What if your long-term outlook for SmugMug?
In case you haven’t been able to tell, we’re sort of a different company. I don’t really care how many customers we have, as long as it doesn’t get to be such a low number that it puts us out of business or something. But I don’t have any targets for what I want our sales levels to be, or how many customers I want to acquire, or anything like that. Other than I would like us to continue to grow. I would prefer for us to grow at a rate that is manageable, rather than too fast. I know that sounds really strange coming from a Silicon Valley company, but I think that too quick of growth would probably damage or kill our company. And I say that because I think our company is really built on this customer relationship we have with our customers, and the trust they have that we won’t do something to bad to their photos, or go out of business, or something like that.
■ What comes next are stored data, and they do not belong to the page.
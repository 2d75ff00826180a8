// Copyright (c) 2024 Harry [Majored] [hello@majored.pw]
// MIT License (https://github.com/Majored/rs-async-zip/blob/main/LICENSE)

//! A write transaction over an archive on disk.
//!
//! Opening a session loads the archive's current central directory. Each insert appends a local file header and
//! data to the end of the file immediately, but the central directory (old records first, then new ones) and a fresh
//! end of central directory record are only written on commit. Until then, readers continue to see the archive as
//! it was before the session began.

use crate::base::read::ScanCursor;
use crate::base::write::{PendingEntry, ZipFileWriter, DEFAULT_LEVEL};
use crate::entry::NewEntry;
use crate::error::{Result, ZipError};

use std::fs::{File, OpenOptions};
use std::path::{Path, PathBuf};

/// What happens to appended bytes when a session is rolled back.
#[derive(Clone, Copy, Debug, Default, PartialEq, Eq, Hash)]
pub enum RollbackPolicy {
    /// Leave the appended bytes in place, unreferenced by any directory.
    #[default]
    Abandon,
    /// Truncate the file back to its length when the session began.
    Truncate,
}

/// The result of rolling back a session.
#[derive(Clone, Copy, Debug, PartialEq, Eq)]
pub struct RollbackOutcome {
    /// The file's length when the session began.
    pub original_size: u64,
    /// The number of bytes appended during the session and left in the file.
    pub orphaned_bytes: u64,
}

/// An open write transaction over an archive file.
#[derive(Debug)]
pub struct WriteSession {
    path: PathBuf,
    writer: ZipFileWriter<File>,
    original_size: u64,
}

impl WriteSession {
    /// Opens a session over the archive at the given path, creating the file if it doesn't exist.
    pub fn begin(path: impl AsRef<Path>) -> Result<Self> {
        Self::begin_with_level(path, DEFAULT_LEVEL)
    }

    /// Opens a session which deflates entries at the given level.
    ///
    /// This function does so by:
    /// - opening the file for appending, creating it if absent
    /// - noting its current length as the offset of the first append
    /// - loading the records of its current central directory, if it isn't empty
    #[tracing::instrument(level = "debug", skip(path), fields(path = %path.as_ref().display()))]
    pub fn begin_with_level(path: impl AsRef<Path>, level: u32) -> Result<Self> {
        let path = path.as_ref().to_path_buf();
        let file = OpenOptions::new().create(true).append(true).open(&path)?;
        let original_size = file.metadata()?.len();

        let mut writer = ZipFileWriter::with_offset(file, original_size).compression_level(level);

        if original_size > 0 {
            let mut cursor = ScanCursor::open(&path)?;
            while cursor.advance()? {
                if let Some(entry) = cursor.current() {
                    writer.push_existing(entry.central_directory_record());
                }
            }
        }

        tracing::debug!(original_size, existing = writer.entries().len(), "began write session");
        Ok(Self { path, writer, original_size })
    }

    /// Returns the path of the archive this session writes to.
    pub fn path(&self) -> &Path {
        &self.path
    }

    /// Returns the file's length when the session began.
    pub fn original_size(&self) -> u64 {
        self.original_size
    }

    /// Returns the offset at which the next entry will be appended.
    pub fn current_size(&self) -> u64 {
        self.writer.offset()
    }

    /// Returns the records which a commit would write, existing entries first.
    pub fn entries(&self) -> &[PendingEntry] {
        self.writer.entries()
    }

    /// Appends an entry's local file header and data to the archive and queues its central directory record.
    pub fn insert(&mut self, entry: impl Into<NewEntry>) -> Result<()> {
        self.writer.write_entry_whole(entry)
    }

    /// Writes the central directory and end of central directory record, completing the archive.
    ///
    /// Any failure is reported as [`ZipError::CommitFailed`]; the file is then left without a directory covering
    /// the appended entries.
    #[tracing::instrument(level = "debug", skip(self), fields(path = %self.path.display()))]
    pub fn commit(self) -> Result<()> {
        let entries = self.writer.entries().len();
        self.writer.close().map_err(|err| ZipError::CommitFailed(Box::new(err)))?;

        tracing::debug!(entries, "committed write session");
        Ok(())
    }

    /// Discards the queued records without writing a directory.
    #[tracing::instrument(level = "debug", skip(self), fields(path = %self.path.display()))]
    pub fn rollback(self, policy: RollbackPolicy) -> Result<RollbackOutcome> {
        let appended = self.writer.offset().saturating_sub(self.original_size);
        let file = self.writer.into_inner();

        let orphaned_bytes = match policy {
            RollbackPolicy::Abandon => appended,
            RollbackPolicy::Truncate => {
                file.set_len(self.original_size)?;
                0
            }
        };

        if orphaned_bytes > 0 {
            tracing::warn!(orphaned_bytes, "rolled back write session; appended bytes remain in the archive");
        } else {
            tracing::debug!("rolled back write session");
        }

        Ok(RollbackOutcome { original_size: self.original_size, orphaned_bytes })
    }
}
We’ve seen over and over and over in the Valley companies that get a little a little bit of rocket fuel in the form of VC or media exposure, or whatever the rocket fuel might be, and they go sky high and then come crashing down. There was an article recently about Friendster and how they turned down the offer to be acquired by Google years ago because they had huge dreams. I think I’m safe in saying that we really don’t have those sorts of dreams. Our long-term goal is to grow the company at a rate that we’re able to sustain. Currently it’s been about 80% per year, and we’re fairly comfortable with that rate. To maintain the extremely high level of customer satisfaction and customer loyalty. If we can continue to grow the company and maintain that loyalty, I think we have a winning combination. Our company is profitable already. We don’t have any debt. We have no investors. So growth plus happy customers equals success.